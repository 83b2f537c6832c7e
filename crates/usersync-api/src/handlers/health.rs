//! Health check handlers for service monitoring.
//!
//! Provides liveness, readiness, and health endpoints with a user store
//! connectivity check for orchestration systems.

use axum::{
    extract::State,
    http::StatusCode,
    response::{IntoResponse, Response},
    Json,
};
use chrono::{DateTime, Utc};
use serde::Serialize;
use tracing::{debug, error, instrument};

use crate::server::AppState;

/// Health check response structure.
#[derive(Debug, Serialize)]
pub struct HealthResponse {
    /// Overall service health status
    pub status: HealthStatus,
    /// Timestamp when health check was performed
    pub timestamp: DateTime<Utc>,
    /// Individual component health checks
    pub checks: HealthChecks,
    /// Service version information
    pub version: String,
}

/// Overall health status enumeration.
#[derive(Debug, Serialize)]
#[serde(rename_all = "lowercase")]
pub enum HealthStatus {
    /// All systems operational
    Healthy,
    /// Critical systems failing
    Unhealthy,
}

/// Individual component health check results.
#[derive(Debug, Serialize)]
pub struct HealthChecks {
    /// User store connectivity and basic query test
    pub store: ComponentHealth,
}

/// Health status for individual components.
#[derive(Debug, Serialize)]
pub struct ComponentHealth {
    /// Component status
    pub status: ComponentStatus,
    /// Optional error message if unhealthy
    #[serde(skip_serializing_if = "Option::is_none")]
    pub message: Option<String>,
    /// Response time in milliseconds
    pub response_time_ms: u64,
}

/// Component-level health status.
#[derive(Debug, Serialize)]
#[serde(rename_all = "lowercase")]
pub enum ComponentStatus {
    /// Component is healthy
    Up,
    /// Component is experiencing issues
    Down,
}

/// Health check endpoint handler.
///
/// Performs a lightweight store connectivity check. This endpoint is
/// called frequently by orchestration systems and load balancers, so it
/// avoids expensive operations.
#[instrument(name = "health_check", skip(state))]
pub async fn health_check(State(state): State<AppState>) -> Response {
    let timestamp = DateTime::<Utc>::from(state.clock.now_system());
    let start = state.clock.now();

    let (status, message) = match state.store.health_check().await {
        Ok(()) => {
            debug!("store health check passed");
            (ComponentStatus::Up, None)
        },
        Err(e) => {
            error!("store health check failed: {}", e);
            (ComponentStatus::Down, Some(format!("store connection failed: {e}")))
        },
    };
    let elapsed = start.elapsed();

    let overall = match status {
        ComponentStatus::Up => HealthStatus::Healthy,
        ComponentStatus::Down => HealthStatus::Unhealthy,
    };
    let status_code = match overall {
        HealthStatus::Healthy => StatusCode::OK,
        HealthStatus::Unhealthy => StatusCode::SERVICE_UNAVAILABLE,
    };

    let response = HealthResponse {
        status: overall,
        timestamp,
        checks: HealthChecks {
            store: ComponentHealth {
                status,
                message,
                response_time_ms: u64::try_from(elapsed.as_millis()).unwrap_or(u64::MAX),
            },
        },
        version: env!("CARGO_PKG_VERSION").to_string(),
    };

    (status_code, Json(response)).into_response()
}

/// Readiness check endpoint.
///
/// Identical to the health check: the service is ready once the store is
/// reachable.
#[instrument(name = "readiness_check", skip(state))]
pub async fn readiness_check(State(state): State<AppState>) -> Response {
    health_check(State(state)).await
}

/// Liveness check endpoint.
///
/// Returns a minimal response indicating the process is alive without
/// testing external dependencies.
#[instrument(name = "liveness_check", skip(state))]
pub async fn liveness_check(State(state): State<AppState>) -> Response {
    debug!("performing liveness check");

    let response = serde_json::json!({
        "status": "alive",
        "timestamp": DateTime::<Utc>::from(state.clock.now_system()),
        "service": "usersync-api"
    });

    (StatusCode::OK, Json(response)).into_response()
}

* * * * *

** WHAT YOU NEED TO DO **
When you respond, give the whole listing again exactly as written.

** EXERCISE RESPONSE **
repository 83b2f537c6832c7e
filename crates/usersync-api/src/handlers/health.rs
//! Health check handlers for service monitoring.
//!
//! Provides liveness, readiness, and health endpoints with a user store
//! connectivity check for orchestration systems.

use axum::{
    extract::State,
    http::StatusCode,
    response::{IntoResponse, Response},
    Json,
};
use chrono::{DateTime, Utc};
use serde::Serialize;
use tracing::{debug, error, instrument};

use crate::server::AppState;

/// Health check response structure.
#[derive(Debug, Serialize)]
pub struct HealthResponse {
    /// Overall service health status
    pub status: HealthStatus,
    /// Timestamp when health check was performed
    pub timestamp: DateTime<Utc>,
    /// Individual component health checks
    pub checks: HealthChecks,
    /// Service version information
    pub version: String,
}

/// Overall health status enumeration.
#[derive(Debug, Serialize)]
#[serde(rename_all = "lowercase")]
pub enum HealthStatus {
    /// All systems operational
    Healthy,
    /// Critical systems failing
    Unhealthy,
}

/// Individual component health check results.
#[derive(Debug, Serialize)]
pub struct HealthChecks {
    /// User store connectivity and basic query test
    pub store: ComponentHealth,
}

/// Health status for individual components.
#[derive(Debug, Serialize)]
pub struct ComponentHealth {
    /// Component status
    pub status: ComponentStatus,
    /// Optional error message if unhealthy
    #[serde(skip_serializing_if = "Option::is_none")]
    pub message: Option<String>,
    /// Response time in milliseconds
    pub response_time_ms: u64,
}

/// Component-level health status.
#[derive(Debug, Serialize)]
#[serde(rename_all = "lowercase")]
pub enum ComponentStatus {
    /// Component is healthy
    Up,
    /// Component is experiencing issues
    Down,
}

/// Health check endpoint handler.
///
/// Performs a lightweight store connectivity check. This endpoint is
/// called frequently by orchestration systems and load balancers, so it
/// avoids expensive operations.
#[instrument(name = "health_check", skip(state))]
pub async fn health_check(State(state): State<AppState>) -> Response {
    let timestamp = DateTime::<Utc>::from(state.clock.now_system());
    let start = state.clock.now();

    let (status, message) = match state.store.health_check().await {
        Ok(()) => {
            debug!("store health check passed");
            (ComponentStatus::Up, None)
        },
        Err(e) => {
            error!("store health check failed: {}", e);
            (ComponentStatus::Down, Some(format!("store connection failed: {e}")))
        },
    };
    let elapsed = start.elapsed();

    let overall = match status {
        ComponentStatus::Up => HealthStatus::Healthy,
        ComponentStatus::Down => HealthStatus::Unhealthy,
    };
    let status_code = match overall {
        HealthStatus::Healthy => StatusCode::OK,
        HealthStatus::Unhealthy => StatusCode::SERVICE_UNAVAILABLE,
    };

    let response = HealthResponse {
        status: overall,
        timestamp,
        checks: HealthChecks {
            store: ComponentHealth {
                status,
                message,
                response_time_ms: u64::try_from(elapsed.as_millis()).unwrap_or(u64::MAX),
            },
        },
        version: env!("CARGO_PKG_VERSION").to_string(),
    };

    (status_code, Json(response)).into_response()
}

/// Readiness check endpoint.
///
/// Identical to the health check: the service is ready once the store is
/// reachable.
#[instrument(name = "readiness_check", skip(state))]
pub async fn readiness_check(State(state): State<AppState>) -> Response {
    health_check(State(state)).await
}

/// Liveness check endpoint.
///
/// Returns a minimal response indicating the process is alive without
/// testing external dependencies.
#[instrument(name = "liveness_check", skip(state))]
pub async fn liveness_check(State(state): State<AppState>) -> Response {
    debug!("performing liveness check");

    let response = serde_json::json!({
        "status": "alive",
        "timestamp": DateTime::<Utc>::from(state.clock.now_system()),
        "service": "usersync-api"
    });

    (StatusCode::OK, Json(response)).into_response()
}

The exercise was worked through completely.